> **Data provided**:
· · · · ·

pub(crate) mod commit;
pub(crate) mod enable;
pub(crate) mod list;
pub(crate) mod lookup;
pub(crate) mod priority;

use std::io::Write;

use overlay::{
    config::AppConfig,
    manager::{ManagerError, OverlayManager},
    user::UserId,
};
use tracing::debug;

use crate::{
    cli::{ClapCommands, UserOpt},
    terminal_progress_reporter::TerminalProgressReporter,
};

/// Exit status for failures reported by the manager itself
pub(crate) const EXIT_MANAGER_FAILURE: i32 = -1;

/// Primary command dispatcher that routes to the appropriate command handler
///
/// Data output (`list`, `lookup`) goes to `out`; status messages go through `reporter`.
pub(crate) async fn dispatch_command<M: OverlayManager>(
    command: &ClapCommands,
    manager: &M,
    config: &AppConfig,
    reporter: TerminalProgressReporter,
    out: &mut impl Write,
) -> i32 {
    debug!("Dispatching command: {:?}", command);

    match command {
        ClapCommands::List { user, package_name } => {
            let user = resolve_user(user, config);
            list::handle_list(manager, package_name.as_deref(), user, out, reporter).await
        }
        ClapCommands::Enable { user, package_name } => {
            let user = resolve_user(user, config);
            enable::handle_set_enabled(manager, package_name, true, user, reporter).await
        }
        ClapCommands::Disable { user, package_name } => {
            let user = resolve_user(user, config);
            enable::handle_set_enabled(manager, package_name, false, user, reporter).await
        }
        ClapCommands::EnableExclusive {
            user,
            category,
            package_name,
        } => {
            let user = resolve_user(user, config);
            enable::handle_enable_exclusive(manager, package_name, *category, user, reporter)
                .await
        }
        ClapCommands::SetPriority {
            user,
            package_name,
            parent,
        } => {
            let user = resolve_user(user, config);
            priority::handle_set_priority(manager, package_name, parent, user, reporter).await
        }
        ClapCommands::Lookup {
            user,
            verbose,
            package_to_load,
            resource,
        } => {
            let user = resolve_user(user, config);
            lookup::handle_lookup(
                manager,
                package_to_load,
                resource,
                *verbose,
                user,
                out,
                reporter,
            )
            .await
        }
        ClapCommands::Commit { user, operations } => {
            let user = resolve_user(user, config);
            commit::handle_commit(manager, operations, user, reporter).await
        }
    }
}

/// Omitted `--user` and `--user current` both mean the configured default user
fn resolve_user(opt: &UserOpt, config: &AppConfig) -> UserId {
    opt.user
        .map_or(config.default_user(), |user| user.resolve(config.default_user()))
}

/// Report a manager failure and return the matching exit status
pub(crate) fn report_manager_error(
    error: &ManagerError,
    reporter: TerminalProgressReporter,
) -> i32 {
    match error {
        ManagerError::Remote(message) => {
            reporter.report_error(format!("Remote exception: {message}"));
            EXIT_MANAGER_FAILURE
        }
        ManagerError::InvalidArgument(message) => {
            reporter.report_error(format!("Error: {message}"));
            EXIT_MANAGER_FAILURE
        }
        ManagerError::PackageNotFound { .. } | ManagerError::ResourceNotFound { .. } => {
            reporter.report_error(format!("Error: {error}"));
            1
        }
    }
}

/// Exit status of a manager call that reports success as a bool
pub(crate) fn bool_status(
    result: Result<bool, ManagerError>,
    failure: impl FnOnce() -> String,
    reporter: TerminalProgressReporter,
) -> i32 {
    match result {
        Ok(true) => 0,
        Ok(false) => {
            reporter.report_error(failure());
            reporter.report_suggestion("Run `overlay-cli list` to check the package name and state");
            1
        }
        Err(e) => report_manager_error(&e, reporter),
    }
}

pub(crate) fn write_output(
    out: &mut impl Write,
    text: &str,
    reporter: TerminalProgressReporter,
) -> i32 {
    match out.write_all(text.as_bytes()).and_then(|()| out.flush()) {
        Ok(()) => 0,
        Err(e) => {
            reporter.report_error(format!("Error: failed to write output: {e}"));
            1
        }
    }
}
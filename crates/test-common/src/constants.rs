//! Common test constants used across multiple test files.

/// Target package with several overlays
pub const TARGET_APP: &str = "com.example.app";

/// Target package with a single overlay
pub const TARGET_OTHER: &str = "com.example.other";

/// Enabled overlay of [`TARGET_APP`] in the `theme` category, lowest priority
pub const OVERLAY_DARK: &str = "com.example.app.overlay.dark";

/// Disabled overlay of [`TARGET_APP`] in the `theme` category
pub const OVERLAY_LIGHT: &str = "com.example.app.overlay.light";

/// Immutable enabled overlay of [`TARGET_APP`], highest priority
pub const OVERLAY_LOCKED: &str = "com.example.app.overlay.locked";

/// Disabled overlay of [`TARGET_OTHER`]
pub const OVERLAY_OTHER: &str = "com.example.other.overlay";

/// Overlay whose target is not installed
pub const OVERLAY_ORPHAN: &str = "com.example.gone.overlay";

pub const THEME_CATEGORY: &str = "theme";

/// Resource of [`TARGET_APP`] overridden by the theme overlays
pub const RESOURCE_TITLE: &str = "com.example.app:string/title";

/// Resource of [`TARGET_APP`] no overlay touches
pub const RESOURCE_SUBTITLE: &str = "com.example.app:string/subtitle";

/// Secondary user in the sample registry
pub const SECONDARY_USER: i32 = 10;

/// State file path for configs that never touch the disk
pub const TEST_STATE_FILE: &str = "/tmp/overlay-test/overlays.yaml";
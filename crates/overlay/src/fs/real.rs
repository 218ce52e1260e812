// Real file system adapter implementation

use std::{
    fs,
    path::{Path, PathBuf},
};

use etcetera::{AppStrategy, AppStrategyArgs, choose_app_strategy};

use super::filesystem::{FileSystem, FileSystemError};

/// Environment variable that overrides the configuration directory
pub const CONFIG_DIR_ENV: &str = "OVERLAY_CONFIG_DIR";

/// Real file system implementation
#[derive(Debug, Clone, Copy, Default)]
pub struct RealFileSystem;

impl FileSystem for RealFileSystem {
    fn read_file(&self, path: &Path) -> Result<String, FileSystemError> {
        Ok(fs::read_to_string(path)?)
    }

    fn write_file(&self, path: &Path, data: &[u8]) -> Result<(), FileSystemError> {
        if let Some(parent) = path.parent().filter(|p| !p.as_os_str().is_empty()) {
            fs::create_dir_all(parent)?;
        }
        Ok(fs::write(path, data)?)
    }

    fn path_exists(&self, path: &Path) -> bool {
        path.exists()
    }

    fn expand_path(&self, path: &Path) -> Result<PathBuf, FileSystemError> {
        let binding = path.to_string_lossy();
        let expanded = shellexpand::tilde(&binding);
        if expanded.starts_with('~') {
            return Err(FileSystemError::HomeDirNotFound);
        }

        Ok(PathBuf::from(expanded.as_ref()))
    }

    fn config_dir(&self) -> Result<PathBuf, FileSystemError> {
        // Check for environment variable override first
        if let Ok(dir) = std::env::var(CONFIG_DIR_ENV) {
            return Ok(PathBuf::from(dir));
        }

        choose_app_strategy(AppStrategyArgs {
            top_level_domain: "org".to_string(),
            author: "overlay".to_string(),
            app_name: "overlay".to_string(),
        })
        .map(|xdg| xdg.config_dir())
        .map_err(|_| FileSystemError::HomeDirNotFound)
    }
}
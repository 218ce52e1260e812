use assert_cmd::Command;
use test_common::TestEnv;

// Helper function to get a command instance
#[must_use]
pub fn get_command() -> Command {
    Command::cargo_bin("overlay-cli").unwrap()
}

// Helper function to get a command instance with environment variables pointing to our test config
#[must_use]
pub fn get_command_with_test_env(env: &TestEnv) -> Command {
    let mut cmd = get_command();

    // Override the config directory location
    cmd.env("OVERLAY_CONFIG_DIR", env.config_dir());

    cmd
}
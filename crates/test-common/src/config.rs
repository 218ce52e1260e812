//! `AppConfig` test helpers shared by CLI command tests.

use crate::constants::TEST_STATE_FILE;
use overlay::{
    config::{AppConfig, AppConfigBuilder},
    user::UserId,
};

/// Standard test configuration with colors disabled
#[must_use]
pub fn test_config() -> AppConfig {
    AppConfigBuilder::default()
        .state_file(TEST_STATE_FILE)
        .use_colors(false)
        .build()
}

#[must_use]
pub fn test_config_with_colors() -> AppConfig {
    AppConfigBuilder::default()
        .state_file(TEST_STATE_FILE)
        .use_colors(true)
        .build()
}

/// Test configuration whose `current` user is `user`
#[must_use]
pub fn test_config_for_user(user: UserId) -> AppConfig {
    AppConfigBuilder::default()
        .state_file(TEST_STATE_FILE)
        .default_user(user)
        .use_colors(false)
        .build()
}
//! Registry state and configuration directory fixtures.

use crate::constants::{
    OVERLAY_DARK, OVERLAY_LIGHT, OVERLAY_LOCKED, OVERLAY_ORPHAN, OVERLAY_OTHER, SECONDARY_USER,
    TARGET_APP, TARGET_OTHER, THEME_CATEGORY,
};
use std::{
    fs,
    path::{Path, PathBuf},
};
use tempfile::TempDir;

/// The sample registry every integration test starts from
///
/// For user 0, overlays of [`TARGET_APP`] in priority order (lowest first) are
/// dark (enabled), light (disabled) and locked (enabled, immutable).
#[must_use]
pub fn sample_state_yaml() -> String {
    format!(
        r#"targets:
  {TARGET_APP}:
    resources:
      string/title: Example
      string/subtitle: Plain
  {TARGET_OTHER}: {{}}
users:
  0:
    - name: {OVERLAY_DARK}
      target: {TARGET_APP}
      category: {THEME_CATEGORY}
      state: enabled
      resources:
        string/title: Dark Example
    - name: {OVERLAY_LIGHT}
      target: {TARGET_APP}
      category: {THEME_CATEGORY}
      state: disabled
      resources:
        string/title: Light Example
    - name: {OVERLAY_LOCKED}
      target: {TARGET_APP}
      state: enabled_immutable
      mutable: false
    - name: {OVERLAY_OTHER}
      target: {TARGET_OTHER}
      state: disabled
    - name: {OVERLAY_ORPHAN}
      target: com.example.gone
      state: missing_target
  {SECONDARY_USER}:
    - name: {OVERLAY_DARK}
      target: {TARGET_APP}
      category: {THEME_CATEGORY}
      state: disabled
"#
    )
}

/// Write `yaml` as `overlays.yaml` inside `dir`
pub fn write_state_file(dir: &Path, yaml: &str) -> PathBuf {
    let path = dir.join("overlays.yaml");
    fs::write(&path, yaml).unwrap();
    path
}

/// Temporary configuration directory plus registry state file
///
/// Point the binary at it by setting `OVERLAY_CONFIG_DIR` to [`TestEnv::config_dir`].
pub struct TestEnv {
    temp_dir: TempDir,
    config_dir: PathBuf,
    state_file: PathBuf,
}

impl TestEnv {
    /// Environment holding [`sample_state_yaml`]
    #[must_use]
    pub fn new() -> Self {
        Self::with_state(&sample_state_yaml())
    }

    #[must_use]
    pub fn with_state(yaml: &str) -> Self {
        let env = Self::without_state();
        fs::create_dir_all(env.state_file.parent().unwrap()).unwrap();
        fs::write(&env.state_file, yaml).unwrap();
        env
    }

    /// Environment whose state file does not exist yet
    #[must_use]
    pub fn without_state() -> Self {
        let temp_dir = tempfile::tempdir().unwrap();
        let config_dir = temp_dir.path().join(".config").join("overlay");
        let state_file = temp_dir.path().join("state").join("overlays.yaml");
        fs::create_dir_all(&config_dir).unwrap();

        fs::write(
            config_dir.join("config.yaml"),
            format!("state_file: {}\nuse_colors: false\n", state_file.display()),
        )
        .unwrap();

        Self {
            temp_dir,
            config_dir,
            state_file,
        }
    }

    #[must_use]
    pub fn path(&self) -> &Path {
        self.temp_dir.path()
    }

    #[must_use]
    pub fn config_dir(&self) -> &Path {
        &self.config_dir
    }

    #[must_use]
    pub fn state_file(&self) -> &Path {
        &self.state_file
    }

    #[must_use]
    pub fn read_state(&self) -> String {
        fs::read_to_string(&self.state_file).unwrap()
    }
}

impl Default for TestEnv {
    fn default() -> Self {
        Self::new()
    }
}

· · · · ·

> **Your task**:
Return all lines above that mention the word "operations".

> **Expected answer**:
        ClapCommands::Commit { user, operations } => {
            commit::handle_commit(manager, operations, user, reporter).await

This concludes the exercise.